First, she wants to get her premium down because the home is not worth the amount of the policy limits. So she wants to go to her insurance agent and ask for a site survey and a “re-do” on the insurance. Her premise is that the insurance company will decide that the home, once purchased for $700,000 is now worth around $400,000. The value of the land is, by her estimate, not worth more than $75,000. So, she says she wants to lower her premium on what had been a $700,000 policy and would now be a $325,000 policy, since the land would still be there even after an insurable event. It makes sense but there are many wrinkles in this plot. The first one is what will the insurer say?
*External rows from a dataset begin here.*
//! HMAC-structured CSRF tokens: `signature_random_data`, double-submitted
//! as a cookie and a query parameter, with a header bypass for clients a
//! browser form cannot forge requests from.

use hmac::{Hmac, Mac};
use pf_core::{Error, Result};
use rand::RngCore;
use sha2::Sha256;
use subtle::ConstantTimeEq;

type HmacSha256 = Hmac<Sha256>;

/// Header whose presence (set to `"1"`) substitutes for the double-submit
/// check: a cross-site HTML form cannot set custom headers, so this alone
/// is sufficient proof of same-origin intent for non-browser clients.
pub const BYPASS_HEADER: &str = "X-CSRF-Protection";

const RANDOM_BYTES: usize = 16;

fn mac_hex(secret: &[u8], session_id: &str, random_hex: &str) -> Result<String> {
	let mut mac = HmacSha256::new_from_slice(secret).map_err(|e| Error::internal("construct csrf hmac").with_cause(e))?;
	mac.update(session_id.as_bytes());
	mac.update(b":");
	mac.update(random_hex.as_bytes());
	Ok(hex::encode(mac.finalize().into_bytes()))
}

/// Generates a token bound to `session_id`, of the shape
/// `<hex signature>_<hex random>`.
pub fn generate_token(secret: &[u8], session_id: &str) -> Result<String> {
	let mut random_bytes = [0u8; RANDOM_BYTES];
	rand::rng().fill_bytes(&mut random_bytes);
	let random_hex = hex::encode(random_bytes);
	let signature = mac_hex(secret, session_id, &random_hex)?;
	Ok(format!("{signature}_{random_hex}"))
}

/// Verifies `token` was produced by [`generate_token`] for the same
/// `secret` and `session_id`. Fails closed: any malformed input is an
/// invalid token, never a panic.
pub fn verify_token(token: &str, secret: &[u8], session_id: &str) -> bool {
	let Some((signature, random_hex)) = token.split_once('_') else {
		return false;
	};
	let Ok(provided) = hex::decode(signature) else {
		return false;
	};
	let Ok(_) = hex::decode(random_hex) else {
		return false;
	};
	let Ok(expected_hex) = mac_hex(secret, session_id, random_hex) else {
		return false;
	};
	let Ok(expected) = hex::decode(expected_hex) else {
		return false;
	};
	provided.ct_eq(&expected).into()
}

/// Checks CSRF for a state-mutating request: satisfied by either the
/// bypass header or a token that matches both the cookie and the query
/// parameter. On failure, returns a `FailedPrecondition` error per the
/// contract.
pub fn check(
	bypass_header: Option<&str>,
	cookie_token: Option<&str>,
	query_token: Option<&str>,
	secret: &[u8],
	session_id: &str,
) -> Result<()> {
	if bypass_header == Some("1") {
		return Ok(());
	}
	let (Some(cookie_token), Some(query_token)) = (cookie_token, query_token) else {
		return Err(Error::failed_precondition("missing csrf token"));
	};
	if cookie_token != query_token {
		return Err(Error::failed_precondition("csrf token mismatch between cookie and query"));
	}
	if !verify_token(cookie_token, secret, session_id) {
		return Err(Error::failed_precondition("csrf token failed verification"));
	}
	Ok(())
}

#[cfg(test)]
mod tests {
	use super::*;

	const SECRET: &[u8] = b"csrf-signing-key-at-least-32-bytes!";

	#[test]
	fn generated_token_verifies() {
		let token = generate_token(SECRET, "session-1").unwrap();
		assert!(verify_token(&token, SECRET, "session-1"));
	}

	#[test]
	fn token_is_bound_to_session() {
		let token = generate_token(SECRET, "session-1").unwrap();
		assert!(!verify_token(&token, SECRET, "session-2"));
	}

	#[test]
	fn token_is_bound_to_secret() {
		let token = generate_token(SECRET, "session-1").unwrap();
		assert!(!verify_token(&token, b"a-different-signing-key-32-bytes", "session-1"));
	}

	#[test]
	fn malformed_tokens_fail_closed() {
		assert!(!verify_token("not-a-valid-token", SECRET, "session-1"));
		assert!(!verify_token("", SECRET, "session-1"));
	}

	#[test]
	fn check_passes_with_bypass_header() {
		check(Some("1"), None, None, SECRET, "session-1").unwrap();
	}

	#[test]
	fn check_fails_precondition_without_any_proof() {
		let err = check(None, None, None, SECRET, "session-1").unwrap_err();
		assert!(err.is(pf_core::ErrorKind::FailedPrecondition));
	}

	#[test]
	fn check_fails_when_cookie_and_query_disagree() {
		let token = generate_token(SECRET, "session-1").unwrap();
		let err = check(None, Some(token.as_str()), Some("different"), SECRET, "session-1").unwrap_err();
		assert!(err.is(pf_core::ErrorKind::FailedPrecondition));
	}

	#[test]
	fn check_passes_with_matching_double_submit() {
		let token = generate_token(SECRET, "session-1").unwrap();
		check(None, Some(token.as_str()), Some(token.as_str()), SECRET, "session-1").unwrap();
	}
}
So, her second premise is that the insurance company will notify her “lender” about the reduction in insurance, if indeed the insurer agrees with her in Part I. Of course the contract for insurance might speak of replacement value, and that might include factors like what it would cost to rebuild the house and she knows that it might cost a little more to rebuild the house than the fair market value or it might cost a little less. Here are her questions and my suggested answers:

  1. Who does the insurer notify? In fact, with whom is the insurer communicating now?
  2. Has the insurance company taken into consideration the fact that while they must pay in an insurable event, there is a question of whom they must pay if the loan was securitized.
  3. What will the receiver of this information (servicer etc.) do with it. The property has a $600,000 mortgage on it. The property is worth $400,000 and the insurer is not going to insure it for more than it is worth. So if there is an insurable event, like the house burns down, the proceeds of insurance will only be $400,000 leaving a $600,000 mortgage on a burned down house where the insurance proceeds at only $400,000.
  4. Will the “lender” demand that the homeowner rebuild? What if the homeowner won’t or can’t?
  5. Will the “lender” demand the entire proceeds of the insurance policy?
  6. What will the “lender” do about the balance?
  7. If the homeowner stops making mortgage payments what are the remedies available to the lender? In this scenario it is highly unlikely that the homeowner would continue to make payments, and even if they did, the amount of the principal at least would need to be adjusted and perhaps the rest of the “mortgage” would need modification, assuming the homeowner is willing to keep paying.
  8. If the “lender” forecloses, what do they get?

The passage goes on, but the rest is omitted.